C’est par l’individu, ses motivations, ses motifs, ses actions que la masse acquiert ses visages : l’individu et l’histoire vécue [human interest story] sont ici le prisme privilégié pour traiter du collectif. L’individu et son parcours acquièrent leur valeur de leur exemplarité ; ils sont ce par quoi un collectif caractérisé par son hétérogénéité est présenté.

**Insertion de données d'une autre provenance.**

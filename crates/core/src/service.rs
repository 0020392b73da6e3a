//! Patient service and mutation orchestration.
//!
//! This module owns the cross-cutting knowledge of a patient mutation: the
//! ordering of store write, billing provisioning and event publication, and
//! the partial-failure policy between them. The collaborators themselves are
//! single-purpose and mutually unaware of each other.
//!
//! Failure policy for create:
//! - a store rejection (duplicate email, storage fault) aborts the operation
//!   before billing or events are touched;
//! - a billing failure after the persist is surfaced to the caller as
//!   `BillingProvisioning`, but the record stays; reconciliation is an
//!   out-of-band concern;
//! - an event delivery failure is never surfaced; the record's existence is
//!   authoritative, not the notification.

use std::sync::Arc;

use uuid::Uuid;

use crate::billing::{BillingClient, BillingError};
use crate::config::CoreConfig;
use crate::error::{PatientError, PatientResult};
use crate::events::{EventPublisher, PatientCreatedEvent};
use crate::patient::{NewPatient, Patient, PatientUpdate};
use crate::store::PatientStore;

/// Orchestrates storage, billing provisioning and event publication for
/// patient mutations.
///
/// The service is stateless and safe to call concurrently; the store's save
/// path is the only cross-request synchronisation point. Dependencies are
/// injected through the constructor. A `None` billing client selects the
/// billing-free deployment mode: creates persist and publish events but
/// provision nothing.
#[derive(Clone)]
pub struct PatientService {
    store: Arc<dyn PatientStore>,
    billing: Option<Arc<dyn BillingClient>>,
    publisher: Arc<dyn EventPublisher>,
    cfg: CoreConfig,
}

impl PatientService {
    /// Creates a new instance of PatientService.
    ///
    /// # Arguments
    ///
    /// * `store` - Durable patient storage, the atomic arbiter of email
    ///   uniqueness.
    /// * `billing` - Remote billing provisioning client, or `None` to run
    ///   without billing.
    /// * `publisher` - Sink for patient lifecycle events.
    /// * `cfg` - Core configuration resolved at startup.
    pub fn new(
        store: Arc<dyn PatientStore>,
        billing: Option<Arc<dyn BillingClient>>,
        publisher: Arc<dyn EventPublisher>,
        cfg: CoreConfig,
    ) -> Self {
        Self {
            store,
            billing,
            publisher,
            cfg,
        }
    }

    /// Returns all stored patients.
    pub async fn list(&self) -> PatientResult<Vec<Patient>> {
        self.store.list().await
    }

    /// Looks up a single patient.
    ///
    /// # Errors
    ///
    /// Returns `PatientError::NotFound` if no record has this id.
    pub async fn get(&self, id: Uuid) -> PatientResult<Patient> {
        self.store.find_by_id(id).await
    }

    /// Creates a patient record, provisions billing and announces the
    /// creation.
    ///
    /// The email pre-check is an early exit only; the store's insert is the
    /// final arbiter and a lost race still comes back as `DuplicateEmail`
    /// with no billing call and no event. Once the record is persisted it is
    /// never rolled back: a billing failure surfaces as
    /// `BillingProvisioning` naming the persisted id, and the creation event
    /// is published regardless of the billing outcome.
    ///
    /// # Errors
    ///
    /// Returns `DuplicateEmail`, `Storage`, or `BillingProvisioning` (the
    /// latter only after a successful persist).
    pub async fn create(&self, draft: NewPatient) -> PatientResult<Patient> {
        if self.store.exists_by_email(&draft.email, None).await? {
            return Err(PatientError::DuplicateEmail(draft.email));
        }

        let patient = self.store.insert(draft).await?;
        tracing::info!(patient_id = %patient.id, "patient record persisted");

        let billing_outcome = match &self.billing {
            Some(client) => self.provision_billing(client.as_ref(), &patient).await,
            None => Ok(()),
        };

        self.publisher
            .publish(PatientCreatedEvent::for_patient(&patient));

        billing_outcome.map(|()| patient)
    }

    /// Applies the mutable fields to an existing patient.
    ///
    /// Updates trigger no billing call and no event; only creation does.
    ///
    /// # Errors
    ///
    /// Returns `PatientError::NotFound` if the record is absent (checked
    /// before uniqueness, so absence and collision stay distinct), or
    /// `PatientError::DuplicateEmail` if the new email belongs to another
    /// patient. A patient keeping its own email is not a collision.
    pub async fn update(&self, id: Uuid, update: PatientUpdate) -> PatientResult<Patient> {
        self.store.find_by_id(id).await?;

        if self.store.exists_by_email(&update.email, Some(id)).await? {
            return Err(PatientError::DuplicateEmail(update.email));
        }

        self.store.update(id, update).await
    }

    /// Removes a patient record.
    ///
    /// # Errors
    ///
    /// Returns `PatientError::NotFound` for an absent id.
    pub async fn delete(&self, id: Uuid) -> PatientResult<()> {
        self.store.delete_by_id(id).await
    }

    async fn provision_billing(
        &self,
        client: &dyn BillingClient,
        patient: &Patient,
    ) -> PatientResult<()> {
        let deadline = self.cfg.billing_timeout();
        let call =
            client.create_billing_account(patient.id, patient.name.as_str(), patient.email.as_str());

        match tokio::time::timeout(deadline, call).await {
            Ok(Ok(ack)) => {
                tracing::info!(
                    patient_id = %patient.id,
                    account_id = %ack.account_id,
                    "billing account provisioned"
                );
                Ok(())
            }
            Ok(Err(source)) => {
                tracing::error!(patient_id = %patient.id, error = %source, "billing provisioning failed");
                Err(PatientError::BillingProvisioning {
                    patient_id: patient.id,
                    source,
                })
            }
            Err(_elapsed) => {
                tracing::error!(patient_id = %patient.id, ?deadline, "billing provisioning timed out");
                Err(PatientError::BillingProvisioning {
                    patient_id: patient.id,
                    source: BillingError::Timeout(deadline),
                })
            }
        }
    }
}
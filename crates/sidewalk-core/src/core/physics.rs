//! Stateless collision geometry.
//!
//! Everything in the simulation is an axis-aligned box in screen space
//! (y grows downward). Positions are top-left corners.

use glam::DVec2;

/// Axis-aligned rectangle anchored at its top-left corner.
#[derive(Debug, Clone, Copy, PartialEq, Default)]
pub struct Rect {
    pub x: f64,
    pub y: f64,
    pub width: f64,
    pub height: f64,
}

impl Rect {
    pub const fn new(x: f64, y: f64, width: f64, height: f64) -> Self {
        Self { x, y, width, height }
    }

    pub fn from_pos_size(pos: DVec2, size: DVec2) -> Self {
        Self::new(pos.x, pos.y, size.x, size.y)
    }

    pub fn left(&self) -> f64 {
        self.x
    }

    pub fn right(&self) -> f64 {
        self.x + self.width
    }

    pub fn top(&self) -> f64 {
        self.y
    }

    pub fn bottom(&self) -> f64 {
        self.y + self.height
    }

    pub fn center(&self) -> DVec2 {
        DVec2::new(self.x + self.width * 0.5, self.y + self.height * 0.5)
    }

    /// Strict overlap: touching edges do not collide.
    pub fn overlaps(&self, other: &Rect) -> bool {
        self.x < other.right()
            && self.right() > other.x
            && self.y < other.bottom()
            && self.bottom() > other.y
    }

    /// Inclusive point containment.
    pub fn contains_point(&self, p: DVec2) -> bool {
        p.x >= self.x && p.x <= self.right() && p.y >= self.y && p.y <= self.bottom()
    }

    /// Shrink by `fraction` of the width/height on every side.
    pub fn inset(&self, fraction: f64) -> Rect {
        let mx = self.width * fraction;
        let my = self.height * fraction;
        Rect::new(
            self.x + mx,
            self.y + my,
            (self.width - 2.0 * mx).max(0.0),
            (self.height - 2.0 * my).max(0.0),
        )
    }
}

/// Anything that occupies a box and may be hit.
pub trait Collider {
    fn bounds(&self) -> Rect;

    /// Whether the entity can currently be struck.
    fn is_hittable(&self) -> bool {
        true
    }
}

pub fn aabb_overlap(a: &Rect, b: &Rect) -> bool {
    a.overlaps(b)
}

pub fn circle_rect_overlap(center: DVec2, radius: f64, rect: &Rect) -> bool {
    let closest = DVec2::new(
        center.x.clamp(rect.left(), rect.right()),
        center.y.clamp(rect.top(), rect.bottom()),
    );
    center.distance_squared(closest) < radius * radius
}

/// First point where the segment `start -> end` touches `rect`.
///
/// A segment starting inside the rectangle reports its start point. Axes the
/// segment does not move along are handled without division.
pub fn ray_rect_intersection(start: DVec2, end: DVec2, rect: &Rect) -> Option<DVec2> {
    if rect.contains_point(start) {
        return Some(start);
    }

    let d = end - start;
    let mut t_enter = f64::NEG_INFINITY;
    let mut t_exit = f64::INFINITY;

    for (s, dir, lo, hi) in [
        (start.x, d.x, rect.left(), rect.right()),
        (start.y, d.y, rect.top(), rect.bottom()),
    ] {
        if dir.abs() < f64::EPSILON {
            if s < lo || s > hi {
                return None;
            }
        } else {
            let t1 = (lo - s) / dir;
            let t2 = (hi - s) / dir;
            t_enter = t_enter.max(t1.min(t2));
            t_exit = t_exit.min(t1.max(t2));
        }
    }

    if t_enter > t_exit || t_exit < 0.0 || t_enter > 1.0 {
        return None;
    }
    let t = t_enter.max(0.0);
    Some(start + d * t)
}

/// Result of a nearest-hit raycast.
#[derive(Debug, Clone, Copy, PartialEq)]
pub struct RayHit {
    /// Index into the slice that was cast against.
    pub index: usize,
    pub point: DVec2,
    pub distance: f64,
}

/// Nearest rectangle hit by the segment `start -> end`.
pub fn raycast(start: DVec2, end: DVec2, rects: &[Rect]) -> Option<RayHit> {
    rects
        .iter()
        .enumerate()
        .filter_map(|(index, rect)| {
            ray_rect_intersection(start, end, rect).map(|point| RayHit {
                index,
                point,
                distance: start.distance(point),
            })
        })
        .min_by(|a, b| a.distance.total_cmp(&b.distance))
}

pub fn lerp(a: f64, b: f64, t: f64) -> f64 {
    a + (b - a) * t
}

/// Multiplicative per-frame friction that snaps to rest below 1 unit/s.
pub fn apply_friction(velocity: f64, factor: f64) -> f64 {
    let v = velocity * factor;
    if v.abs() < 1.0 {
        0.0
    } else {
        v
    }
}

#[cfg(test)]
mod tests {
    use super::*;

    #[test]
    fn touching_edges_do_not_overlap() {
        let a = Rect::new(0.0, 0.0, 10.0, 10.0);
        let b = Rect::new(10.0, 0.0, 10.0, 10.0);
        assert!(!aabb_overlap(&a, &b));
        let c = Rect::new(9.9, 5.0, 10.0, 10.0);
        assert!(aabb_overlap(&a, &c));
    }

    #[test]
    fn inset_shrinks_every_side() {
        let r = Rect::new(100.0, 200.0, 50.0, 100.0).inset(0.2);
        assert_eq!(r, Rect::new(110.0, 220.0, 30.0, 60.0));
    }

    #[test]
    fn circle_against_corner() {
        let r = Rect::new(0.0, 0.0, 10.0, 10.0);
        assert!(circle_rect_overlap(DVec2::new(12.0, 12.0), 3.0, &r));
        assert!(!circle_rect_overlap(DVec2::new(14.0, 14.0), 3.0, &r));
    }

    #[test]
    fn ray_hits_near_face() {
        let r = Rect::new(10.0, -5.0, 10.0, 10.0);
        let hit = ray_rect_intersection(DVec2::ZERO, DVec2::new(30.0, 0.0), &r);
        assert_eq!(hit, Some(DVec2::new(10.0, 0.0)));
    }

    #[test]
    fn vertical_ray_does_not_divide_by_zero() {
        let r = Rect::new(-5.0, 10.0, 10.0, 10.0);
        let hit = ray_rect_intersection(DVec2::ZERO, DVec2::new(0.0, 50.0), &r);
        assert_eq!(hit, Some(DVec2::new(0.0, 10.0)));
        let miss = ray_rect_intersection(DVec2::new(20.0, 0.0), DVec2::new(20.0, 50.0), &r);
        assert_eq!(miss, None);
    }

    #[test]
    fn short_ray_stops_before_rect() {
        let r = Rect::new(10.0, -5.0, 10.0, 10.0);
        assert_eq!(ray_rect_intersection(DVec2::ZERO, DVec2::new(5.0, 0.0), &r), None);
    }

    #[test]
    fn raycast_reports_nearest() {
        let rects = [
            Rect::new(50.0, -5.0, 10.0, 10.0),
            Rect::new(20.0, -5.0, 10.0, 10.0),
        ];
        let hit = raycast(DVec2::ZERO, DVec2::new(100.0, 0.0), &rects).unwrap();
        assert_eq!(hit.index, 1);
        assert!((hit.distance - 20.0).abs() < 1e-9);
    }

    #[test]
    fn friction_snaps_to_zero() {
        assert_eq!(apply_friction(1.2, 0.8), 0.0);
        assert!((apply_friction(100.0, 0.8) - 80.0).abs() < 1e-9);
    }
}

En se définissant par son seul antagonisme à l’OMC, le contre-sommet ne semble relever que d’une rencontre éphémère et précaire dont l’affirmation de la diversité soutient le contexte de description. Si nous reprenons les termes d’Alain Touraine, c’est sans doute une particularité de la mouvance antimondialisation que de se définir, en premier lieu, par son « principe d’opposition ». Par un renversement des critères de définition du mouvement social, c’est par le « principe d’opposition » que se forge un « principe d’identité »369. C’est par l’identification d’adversaires communs que se constitue l’identité. Néanmoins, s’il y a un collectif marqué du sceau de l’hétérogénéité et institué dans l’opposition qu’il entretient à l’OMC, reste qu’il n’y a pas encore d’acteur politique.Ce n’est que dans la constitution du paradigme événementiel, c’est-à-dire dans la répétition du cadre appliqué à Seattle, que se constitue ensuite le mouvement antimondialisation comme acteur, ou du moins, catégorie politique.

Notes
363.

« Des ONG en pagaille », 26-11, Le Figaro

364.

« Mondial quiproquo », 2-12, La Croix

365.

« Tant qu’il y aura des hommes » [éditorial], 30-11, L’Humanité

366.

BARTHES, Roland, « Rhétoriques de l’image », Communications, n°4, 1964, p. 40-52

367.

« A Seattle, les « Indiens » dégainent les premiers », 30-11-99, Libération

368.

« Six Américains en guerre contre la mondialisation », 1-12-99, Libération ; notons que le quotidien réitère le même dispositif lors du sommet et contre-sommet de Prague : « Quoi de neuf depuis Seattle? Eux », 26-09-00, Libération

369.

Terminologie issue de : TOURAINE 1973. Ensuite reprise dans les travaux du sociologue sur le mouvement ouvrier ou sur le mouvement anti-nucléaire (TOURAINE Alain (et al.) Le mouvement ouvrier, Paris : Fayard, 1984 ; TOURAINE Alain (et al.), La prophétie antinucléaire, Paris : Seuil, 1980).